## WORK REQUEST
Reproduce every line of the listing below exactly.

## STORED DATA
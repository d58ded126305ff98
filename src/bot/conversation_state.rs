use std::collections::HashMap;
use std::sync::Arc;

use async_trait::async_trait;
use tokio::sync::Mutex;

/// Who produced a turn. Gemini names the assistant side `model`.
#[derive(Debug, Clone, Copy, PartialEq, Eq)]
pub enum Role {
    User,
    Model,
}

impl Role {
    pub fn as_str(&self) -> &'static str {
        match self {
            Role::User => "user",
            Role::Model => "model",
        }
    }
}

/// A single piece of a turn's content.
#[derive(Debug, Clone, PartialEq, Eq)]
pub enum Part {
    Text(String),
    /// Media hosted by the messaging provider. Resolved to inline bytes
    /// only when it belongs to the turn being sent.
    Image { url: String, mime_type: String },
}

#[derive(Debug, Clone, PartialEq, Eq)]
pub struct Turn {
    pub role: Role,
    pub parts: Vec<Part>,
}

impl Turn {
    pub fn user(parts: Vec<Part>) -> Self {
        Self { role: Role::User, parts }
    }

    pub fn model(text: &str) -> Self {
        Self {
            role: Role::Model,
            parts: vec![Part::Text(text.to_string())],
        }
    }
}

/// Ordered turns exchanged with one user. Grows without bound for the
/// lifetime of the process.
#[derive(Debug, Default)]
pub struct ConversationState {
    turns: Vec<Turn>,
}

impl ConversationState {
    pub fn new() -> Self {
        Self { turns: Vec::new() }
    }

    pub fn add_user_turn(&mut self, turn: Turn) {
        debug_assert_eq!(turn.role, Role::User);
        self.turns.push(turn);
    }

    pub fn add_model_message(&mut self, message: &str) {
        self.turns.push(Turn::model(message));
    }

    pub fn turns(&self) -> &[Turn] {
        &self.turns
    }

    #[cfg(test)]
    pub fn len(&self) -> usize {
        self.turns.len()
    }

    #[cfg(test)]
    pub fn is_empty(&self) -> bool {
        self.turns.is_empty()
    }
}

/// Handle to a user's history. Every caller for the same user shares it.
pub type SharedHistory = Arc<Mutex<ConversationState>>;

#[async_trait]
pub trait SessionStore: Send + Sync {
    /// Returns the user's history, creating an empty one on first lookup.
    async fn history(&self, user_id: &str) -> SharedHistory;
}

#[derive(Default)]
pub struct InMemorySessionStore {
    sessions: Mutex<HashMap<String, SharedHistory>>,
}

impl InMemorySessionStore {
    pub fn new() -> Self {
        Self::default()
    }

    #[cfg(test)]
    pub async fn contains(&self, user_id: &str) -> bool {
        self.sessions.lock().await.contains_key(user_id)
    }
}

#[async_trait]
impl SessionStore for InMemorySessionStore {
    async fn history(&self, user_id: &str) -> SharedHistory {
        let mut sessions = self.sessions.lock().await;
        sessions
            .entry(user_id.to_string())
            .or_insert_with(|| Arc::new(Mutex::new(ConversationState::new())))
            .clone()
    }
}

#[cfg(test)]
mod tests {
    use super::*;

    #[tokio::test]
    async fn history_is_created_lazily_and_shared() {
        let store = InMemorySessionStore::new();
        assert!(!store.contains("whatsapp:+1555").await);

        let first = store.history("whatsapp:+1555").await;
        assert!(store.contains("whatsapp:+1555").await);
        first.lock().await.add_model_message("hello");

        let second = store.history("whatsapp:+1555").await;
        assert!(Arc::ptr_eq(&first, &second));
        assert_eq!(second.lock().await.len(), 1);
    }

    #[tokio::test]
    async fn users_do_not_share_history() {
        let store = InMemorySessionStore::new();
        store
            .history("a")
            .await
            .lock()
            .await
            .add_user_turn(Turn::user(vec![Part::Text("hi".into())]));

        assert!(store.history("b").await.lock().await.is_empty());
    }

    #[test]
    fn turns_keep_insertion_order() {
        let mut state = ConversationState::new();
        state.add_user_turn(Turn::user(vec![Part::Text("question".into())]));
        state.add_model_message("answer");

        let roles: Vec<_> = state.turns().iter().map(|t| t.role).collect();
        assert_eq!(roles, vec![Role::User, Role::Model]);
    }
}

## SOLVED EXERCISE
repository d58ded126305ff98
filename src/bot/conversation_state.rs
use std::collections::HashMap;
use std::sync::Arc;

use async_trait::async_trait;
use tokio::sync::Mutex;

/// Who produced a turn. Gemini names the assistant side `model`.
#[derive(Debug, Clone, Copy, PartialEq, Eq)]
pub enum Role {
    User,
    Model,
}

impl Role {
    pub fn as_str(&self) -> &'static str {
        match self {
            Role::User => "user",
            Role::Model => "model",
        }
    }
}

/// A single piece of a turn's content.
#[derive(Debug, Clone, PartialEq, Eq)]
pub enum Part {
    Text(String),
    /// Media hosted by the messaging provider. Resolved to inline bytes
    /// only when it belongs to the turn being sent.
    Image { url: String, mime_type: String },
}

#[derive(Debug, Clone, PartialEq, Eq)]
pub struct Turn {
    pub role: Role,
    pub parts: Vec<Part>,
}

impl Turn {
    pub fn user(parts: Vec<Part>) -> Self {
        Self { role: Role::User, parts }
    }

    pub fn model(text: &str) -> Self {
        Self {
            role: Role::Model,
            parts: vec![Part::Text(text.to_string())],
        }
    }
}

/// Ordered turns exchanged with one user. Grows without bound for the
/// lifetime of the process.
#[derive(Debug, Default)]
pub struct ConversationState {
    turns: Vec<Turn>,
}

impl ConversationState {
    pub fn new() -> Self {
        Self { turns: Vec::new() }
    }

    pub fn add_user_turn(&mut self, turn: Turn) {
        debug_assert_eq!(turn.role, Role::User);
        self.turns.push(turn);
    }

    pub fn add_model_message(&mut self, message: &str) {
        self.turns.push(Turn::model(message));
    }

    pub fn turns(&self) -> &[Turn] {
        &self.turns
    }

    #[cfg(test)]
    pub fn len(&self) -> usize {
        self.turns.len()
    }

    #[cfg(test)]
    pub fn is_empty(&self) -> bool {
        self.turns.is_empty()
    }
}

/// Handle to a user's history. Every caller for the same user shares it.
pub type SharedHistory = Arc<Mutex<ConversationState>>;

#[async_trait]
pub trait SessionStore: Send + Sync {
    /// Returns the user's history, creating an empty one on first lookup.
    async fn history(&self, user_id: &str) -> SharedHistory;
}

#[derive(Default)]
pub struct InMemorySessionStore {
    sessions: Mutex<HashMap<String, SharedHistory>>,
}

impl InMemorySessionStore {
    pub fn new() -> Self {
        Self::default()
    }

    #[cfg(test)]
    pub async fn contains(&self, user_id: &str) -> bool {
        self.sessions.lock().await.contains_key(user_id)
    }
}

#[async_trait]
impl SessionStore for InMemorySessionStore {
    async fn history(&self, user_id: &str) -> SharedHistory {
        let mut sessions = self.sessions.lock().await;
        sessions
            .entry(user_id.to_string())
            .or_insert_with(|| Arc::new(Mutex::new(ConversationState::new())))
            .clone()
    }
}

#[cfg(test)]
mod tests {
    use super::*;

    #[tokio::test]
    async fn history_is_created_lazily_and_shared() {
        let store = InMemorySessionStore::new();
        assert!(!store.contains("whatsapp:+1555").await);

        let first = store.history("whatsapp:+1555").await;
        assert!(store.contains("whatsapp:+1555").await);
        first.lock().await.add_model_message("hello");

        let second = store.history("whatsapp:+1555").await;
        assert!(Arc::ptr_eq(&first, &second));
        assert_eq!(second.lock().await.len(), 1);
    }

    #[tokio::test]
    async fn users_do_not_share_history() {
        let store = InMemorySessionStore::new();
        store
            .history("a")
            .await
            .lock()
            .await
            .add_user_turn(Turn::user(vec![Part::Text("hi".into())]));

        assert!(store.history("b").await.lock().await.is_empty());
    }

    #[test]
    fn turns_keep_insertion_order() {
        let mut state = ConversationState::new();
        state.add_user_turn(Turn::user(vec![Part::Text("question".into())]));
        state.add_model_message("answer");

        let roles: Vec<_> = state.turns().iter().map(|t| t.role).collect();
        assert_eq!(roles, vec![Role::User, Role::Model]);
    }
}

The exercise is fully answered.